START Supplied records

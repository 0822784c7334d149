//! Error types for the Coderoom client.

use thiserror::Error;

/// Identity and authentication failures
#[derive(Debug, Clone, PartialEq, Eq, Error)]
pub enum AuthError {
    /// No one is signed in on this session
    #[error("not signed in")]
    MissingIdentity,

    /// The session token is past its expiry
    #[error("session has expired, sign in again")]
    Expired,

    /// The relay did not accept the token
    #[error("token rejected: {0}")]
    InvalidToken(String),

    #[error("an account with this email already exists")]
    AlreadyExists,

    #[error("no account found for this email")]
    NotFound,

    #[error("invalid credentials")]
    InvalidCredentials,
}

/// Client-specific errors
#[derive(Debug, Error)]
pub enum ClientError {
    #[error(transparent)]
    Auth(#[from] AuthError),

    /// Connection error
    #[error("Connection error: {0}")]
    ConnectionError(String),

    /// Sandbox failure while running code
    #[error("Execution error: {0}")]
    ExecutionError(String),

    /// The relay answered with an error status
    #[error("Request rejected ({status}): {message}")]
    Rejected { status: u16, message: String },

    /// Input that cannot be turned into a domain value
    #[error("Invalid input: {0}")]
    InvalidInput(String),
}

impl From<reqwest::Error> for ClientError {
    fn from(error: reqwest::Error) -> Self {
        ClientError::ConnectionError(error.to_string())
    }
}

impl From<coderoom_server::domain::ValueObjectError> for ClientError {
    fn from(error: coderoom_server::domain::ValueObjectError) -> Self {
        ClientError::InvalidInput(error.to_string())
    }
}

END Supplied records
START Supplied records

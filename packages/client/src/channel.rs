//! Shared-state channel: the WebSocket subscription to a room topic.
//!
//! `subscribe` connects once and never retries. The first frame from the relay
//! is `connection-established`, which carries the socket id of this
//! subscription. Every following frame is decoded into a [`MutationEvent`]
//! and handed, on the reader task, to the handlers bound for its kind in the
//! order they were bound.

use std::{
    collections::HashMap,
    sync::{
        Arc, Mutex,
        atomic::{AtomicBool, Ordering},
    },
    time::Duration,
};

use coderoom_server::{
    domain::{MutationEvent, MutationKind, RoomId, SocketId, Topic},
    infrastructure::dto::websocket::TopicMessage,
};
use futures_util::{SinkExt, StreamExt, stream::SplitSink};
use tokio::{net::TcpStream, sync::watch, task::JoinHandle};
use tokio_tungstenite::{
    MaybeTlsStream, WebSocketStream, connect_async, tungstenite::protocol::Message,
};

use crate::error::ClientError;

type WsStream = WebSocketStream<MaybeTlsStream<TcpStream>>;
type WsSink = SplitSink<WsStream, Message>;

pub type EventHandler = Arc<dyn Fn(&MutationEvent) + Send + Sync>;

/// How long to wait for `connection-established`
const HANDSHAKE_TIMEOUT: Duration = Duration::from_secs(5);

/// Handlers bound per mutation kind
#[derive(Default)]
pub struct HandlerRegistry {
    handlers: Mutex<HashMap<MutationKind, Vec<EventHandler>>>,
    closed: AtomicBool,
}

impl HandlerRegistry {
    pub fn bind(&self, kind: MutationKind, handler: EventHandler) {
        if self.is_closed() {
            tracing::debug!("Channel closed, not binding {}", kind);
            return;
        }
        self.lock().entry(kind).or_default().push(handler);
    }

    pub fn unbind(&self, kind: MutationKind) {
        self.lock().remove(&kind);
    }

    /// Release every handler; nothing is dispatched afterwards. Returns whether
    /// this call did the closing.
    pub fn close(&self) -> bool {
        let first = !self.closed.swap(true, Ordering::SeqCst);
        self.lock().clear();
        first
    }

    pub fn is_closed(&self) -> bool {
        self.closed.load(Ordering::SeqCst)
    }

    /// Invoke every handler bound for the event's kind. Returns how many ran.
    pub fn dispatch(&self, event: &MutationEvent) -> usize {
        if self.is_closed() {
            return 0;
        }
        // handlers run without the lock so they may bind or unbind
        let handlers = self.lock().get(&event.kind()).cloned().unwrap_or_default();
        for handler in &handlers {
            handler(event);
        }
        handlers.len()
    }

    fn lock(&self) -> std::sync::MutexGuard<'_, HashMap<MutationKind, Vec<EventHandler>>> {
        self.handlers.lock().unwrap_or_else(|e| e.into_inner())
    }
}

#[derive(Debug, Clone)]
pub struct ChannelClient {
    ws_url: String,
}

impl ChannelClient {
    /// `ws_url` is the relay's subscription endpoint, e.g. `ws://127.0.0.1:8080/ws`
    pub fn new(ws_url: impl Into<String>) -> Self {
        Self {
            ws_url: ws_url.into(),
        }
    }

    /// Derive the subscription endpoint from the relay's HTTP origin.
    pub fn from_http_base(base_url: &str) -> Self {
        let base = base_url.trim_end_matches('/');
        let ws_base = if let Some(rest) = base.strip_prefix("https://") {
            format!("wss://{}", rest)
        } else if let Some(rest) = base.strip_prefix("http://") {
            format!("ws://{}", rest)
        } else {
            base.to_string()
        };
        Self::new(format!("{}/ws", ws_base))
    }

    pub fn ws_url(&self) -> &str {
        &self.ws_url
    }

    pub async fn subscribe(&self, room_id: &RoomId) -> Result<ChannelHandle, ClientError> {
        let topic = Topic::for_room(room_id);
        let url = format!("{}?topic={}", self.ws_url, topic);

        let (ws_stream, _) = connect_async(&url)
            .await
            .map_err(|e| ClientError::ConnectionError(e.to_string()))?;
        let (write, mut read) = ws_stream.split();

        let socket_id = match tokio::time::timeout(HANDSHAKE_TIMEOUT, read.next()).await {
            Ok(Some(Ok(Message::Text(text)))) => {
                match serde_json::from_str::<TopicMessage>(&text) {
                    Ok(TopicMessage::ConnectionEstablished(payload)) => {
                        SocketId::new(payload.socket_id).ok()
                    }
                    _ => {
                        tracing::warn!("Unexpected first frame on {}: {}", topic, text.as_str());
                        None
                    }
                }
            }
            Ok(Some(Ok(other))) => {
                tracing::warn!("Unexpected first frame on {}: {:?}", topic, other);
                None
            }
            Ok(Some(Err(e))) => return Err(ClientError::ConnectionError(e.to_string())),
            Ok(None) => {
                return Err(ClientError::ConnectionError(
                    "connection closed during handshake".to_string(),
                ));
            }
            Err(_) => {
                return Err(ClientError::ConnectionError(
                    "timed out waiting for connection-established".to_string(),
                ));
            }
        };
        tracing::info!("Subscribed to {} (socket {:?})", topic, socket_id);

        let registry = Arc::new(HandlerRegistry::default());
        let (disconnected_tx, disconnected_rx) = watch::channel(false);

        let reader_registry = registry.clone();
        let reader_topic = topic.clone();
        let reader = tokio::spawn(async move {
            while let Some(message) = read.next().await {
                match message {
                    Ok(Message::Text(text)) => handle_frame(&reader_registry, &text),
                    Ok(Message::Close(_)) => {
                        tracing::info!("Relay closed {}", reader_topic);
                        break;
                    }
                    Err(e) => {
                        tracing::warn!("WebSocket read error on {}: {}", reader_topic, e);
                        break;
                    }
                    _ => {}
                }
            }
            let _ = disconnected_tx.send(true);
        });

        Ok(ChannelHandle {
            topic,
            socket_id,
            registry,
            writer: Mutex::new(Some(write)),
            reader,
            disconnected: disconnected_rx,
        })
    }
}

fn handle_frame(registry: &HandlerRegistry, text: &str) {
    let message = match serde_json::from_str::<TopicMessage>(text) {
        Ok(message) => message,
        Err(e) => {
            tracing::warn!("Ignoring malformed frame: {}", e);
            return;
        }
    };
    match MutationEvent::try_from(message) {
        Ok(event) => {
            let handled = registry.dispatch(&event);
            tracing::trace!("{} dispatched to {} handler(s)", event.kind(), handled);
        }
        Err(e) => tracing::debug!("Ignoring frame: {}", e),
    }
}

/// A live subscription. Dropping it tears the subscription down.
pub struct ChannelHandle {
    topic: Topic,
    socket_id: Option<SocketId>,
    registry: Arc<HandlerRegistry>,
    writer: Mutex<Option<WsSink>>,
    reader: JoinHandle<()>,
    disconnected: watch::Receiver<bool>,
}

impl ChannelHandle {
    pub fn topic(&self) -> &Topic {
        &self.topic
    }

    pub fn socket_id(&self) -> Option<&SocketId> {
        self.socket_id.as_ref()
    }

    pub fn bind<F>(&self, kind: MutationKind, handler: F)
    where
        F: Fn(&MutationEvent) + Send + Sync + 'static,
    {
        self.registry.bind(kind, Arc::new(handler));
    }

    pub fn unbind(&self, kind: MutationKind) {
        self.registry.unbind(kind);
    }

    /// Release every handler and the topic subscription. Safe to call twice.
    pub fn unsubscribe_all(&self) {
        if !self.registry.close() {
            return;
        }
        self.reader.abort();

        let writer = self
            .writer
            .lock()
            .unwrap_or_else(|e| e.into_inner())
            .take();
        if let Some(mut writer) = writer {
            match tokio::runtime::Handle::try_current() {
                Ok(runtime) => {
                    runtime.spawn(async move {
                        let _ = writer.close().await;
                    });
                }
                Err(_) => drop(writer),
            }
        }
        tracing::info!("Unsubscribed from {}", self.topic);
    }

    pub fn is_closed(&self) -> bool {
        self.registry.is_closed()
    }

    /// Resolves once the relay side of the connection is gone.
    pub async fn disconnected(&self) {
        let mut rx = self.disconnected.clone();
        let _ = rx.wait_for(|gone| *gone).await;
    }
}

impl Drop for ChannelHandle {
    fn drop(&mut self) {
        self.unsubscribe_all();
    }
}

END Supplied records

What the task requires ▸ Among the entries above, find the line with "self.socket_id.as_ref()" and the line with "pub fn unsubscribe_all(&self)"; give again exactly these two lines and all lines between them.

Result of this task ▸
        self.socket_id.as_ref()
    }

    pub fn bind<F>(&self, kind: MutationKind, handler: F)
    where
        F: Fn(&MutationEvent) + Send + Sync + 'static,
    {
        self.registry.bind(kind, Arc::new(handler));
    }

    pub fn unbind(&self, kind: MutationKind) {
        self.registry.unbind(kind);
    }

    /// Release every handler and the topic subscription. Safe to call twice.
    pub fn unsubscribe_all(&self) {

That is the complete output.